Today we celebrate the Feast of St Agnes.  It is also the fourth day in the week of Prayer for Christian Unity.  It is so sad that with 2,000 years to perfect ourselves, there are still arguments about denominations and even within denominations.  If ever there was a time for prayer for unity then it is now.  As a schoolboy, one of the books we studied for English Literature was ‘Lord of the Flies’. In 1963 a film was made of the story, very true to the book and last weekend I had a chance to watch it again. A group of young boys find themselves marooned on an island after a plane crash and quickly descend into savages, with rival factions fighting each other rather than all working together. The ‘Lord of the Flies’ is a pig’s head, sacrificed to an imagined ‘beast’ stalking the island.

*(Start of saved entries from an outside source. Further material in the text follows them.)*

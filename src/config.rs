//! Configuration file parser for ~/.config/cms-preview/config.toml.
//!
//! The config file is optional: a missing file yields `Config::default()`.
//! Unknown keys are accepted by serde and reported with a warning, since they
//! are most likely typos.
use secrecy::SecretString;
use serde::Deserialize;
use std::path::{Path, PathBuf};
use std::time::Duration;
use thiserror::Error;

use crate::content::Granularity;

/// Environment variable that overrides `api_token` from the file.
pub const TOKEN_ENV_VAR: &str = "CMS_API_TOKEN";

// ============================================================================
// Error Types
// ============================================================================

#[derive(Debug, Error)]
pub enum ConfigError {
    #[error("Failed to read config file: {0}")]
    Io(#[from] std::io::Error),

    #[error("Invalid TOML in config file: {0}")]
    Parse(#[from] toml::de::Error),

    #[error("Config file too large: {size} bytes (max {max} bytes)")]
    TooLarge { size: u64, max: u64 },
}

// ============================================================================
// Configuration
// ============================================================================

/// Top-level application configuration. Any subset of keys may be given.
#[derive(Clone, Deserialize)]
#[serde(default)]
pub struct Config {
    /// Root URL of the CMS, without the `/api` suffix.
    pub api_base_url: String,

    /// Bearer token for the content API. `CMS_API_TOKEN` takes precedence.
    pub api_token: Option<String>,

    /// Theme variant name ("dark" or "light").
    pub theme: String,

    /// Record granularity fetched when `--source` is not given.
    pub source: Granularity,

    pub request_timeout_secs: u64,

    pub max_retries: u32,

    /// Screen background used when neither a collection nor a sub-section
    /// sets one.
    pub default_bg_color: Option<String>,
}

impl Default for Config {
    fn default() -> Self {
        Self {
            api_base_url: "http://localhost:1337".to_string(),
            api_token: None,
            theme: "dark".to_string(),
            source: Granularity::default(),
            request_timeout_secs: 30,
            max_retries: 3,
            default_bg_color: None,
        }
    }
}

/// Mask `api_token` in Debug output.
impl std::fmt::Debug for Config {
    fn fmt(&self, f: &mut std::fmt::Formatter<'_>) -> std::fmt::Result {
        f.debug_struct("Config")
            .field("api_base_url", &self.api_base_url)
            .field("api_token", &self.api_token.as_ref().map(|_| "[REDACTED]"))
            .field("theme", &self.theme)
            .field("source", &self.source)
            .field("request_timeout_secs", &self.request_timeout_secs)
            .field("max_retries", &self.max_retries)
            .field("default_bg_color", &self.default_bg_color)
            .finish()
    }
}

const KNOWN_KEYS: [&str; 7] = [
    "api_base_url",
    "api_token",
    "theme",
    "source",
    "request_timeout_secs",
    "max_retries",
    "default_bg_color",
];

impl Config {
    const MAX_FILE_SIZE: u64 = 1_048_576;
    const MAX_RETRIES: u32 = 10;

    /// Load configuration from a TOML file.
    ///
    /// - Missing or blank file → `Ok(Config::default())`
    /// - Invalid TOML → `Err(ConfigError::Parse)` with line number info
    /// - Unknown keys → accepted, logged as warning
    pub fn load(path: &Path) -> Result<Self, ConfigError> {
        match std::fs::metadata(path) {
            Ok(meta) if meta.len() > Self::MAX_FILE_SIZE => {
                return Err(ConfigError::TooLarge {
                    size: meta.len(),
                    max: Self::MAX_FILE_SIZE,
                });
            }
            Err(e) if e.kind() == std::io::ErrorKind::NotFound => {
                tracing::debug!(path = %path.display(), "No config file found, using defaults");
                return Ok(Self::default());
            }
            Err(e) => return Err(ConfigError::Io(e)),
            Ok(_) => {}
        }

        let content = match std::fs::read_to_string(path) {
            Ok(c) => c,
            Err(e) if e.kind() == std::io::ErrorKind::NotFound => {
                tracing::debug!(path = %path.display(), "Config file disappeared, using defaults");
                return Ok(Self::default());
            }
            Err(e) => return Err(ConfigError::Io(e)),
        };

        let config = Self::parse(&content)?;
        tracing::info!(
            path = %path.display(),
            api_base_url = %config.api_base_url,
            source = config.source.name(),
            "Loaded configuration"
        );
        Ok(config)
    }

    /// Parse TOML text, warning about keys this version does not know.
    pub fn parse(content: &str) -> Result<Self, ConfigError> {
        if content.trim().is_empty() {
            return Ok(Self::default());
        }

        if let Ok(raw) = content.parse::<toml::Table>() {
            for key in raw.keys() {
                if !KNOWN_KEYS.contains(&key.as_str()) {
                    tracing::warn!(key = %key, "Unknown key in config file, ignoring");
                }
            }
        }

        Ok(toml::from_str(content)?)
    }

    /// Default config location: `~/.config/cms-preview/config.toml`.
    pub fn default_path() -> Option<PathBuf> {
        config_dir().map(|dir| dir.join("config.toml"))
    }

    /// API token, preferring the environment over the file.
    pub fn api_token(&self) -> Option<SecretString> {
        resolve_token(std::env::var(TOKEN_ENV_VAR).ok(), self.api_token.as_deref())
    }

    pub fn request_timeout(&self) -> Duration {
        Duration::from_secs(self.request_timeout_secs.max(1))
    }

    /// Retry budget for transient API failures, at most `MAX_RETRIES`.
    pub fn max_retries(&self) -> u32 {
        self.max_retries.min(Self::MAX_RETRIES)
    }
}

/// `~/.config/cms-preview/`, or `None` when `HOME` is unset.
pub fn config_dir() -> Option<PathBuf> {
    std::env::var_os("HOME").map(|home| PathBuf::from(home).join(".config").join("cms-preview"))
}

fn resolve_token(env: Option<String>, file: Option<&str>) -> Option<SecretString> {
    env.filter(|t| !t.trim().is_empty())
        .or_else(|| file.map(str::to_string).filter(|t| !t.trim().is_empty()))
        .map(|t| SecretString::from(t.trim().to_string()))
}

// ============================================================================
// Tests
// ============================================================================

Word has spread about the healings that Jesus had done and now wherever he goes a large crowd follows.  They recognised him as special and they clamoured to hear him or to be healed; he was their saviour.  Once again Jesus gives a very fierce command not to say anything, this time to the unclean spirits who have recognised him.  But again he is forced to flee the crowds, this time calling for a boat to escape them.

Left again to our own devices, over the course of 2,000 years, man (and it has mostly been the work of men), man has created different denominations of Christianity when the rules of others did not suit them.  Man has created priests and bishops and rituals and rules and regulations that so often come between us and God.  Man has created divisions and factions that fight against each other.  Is that why Jesus came to us?  Is that what being a follower of Jesus means?  Is that what it means to be a Christian?

Agnes was a young girl of 12 or 13 who lived around the 300s. She refused to consider marriage, instead devoting herself to God. But as persecution broke out she resisted and was martyred in Rome.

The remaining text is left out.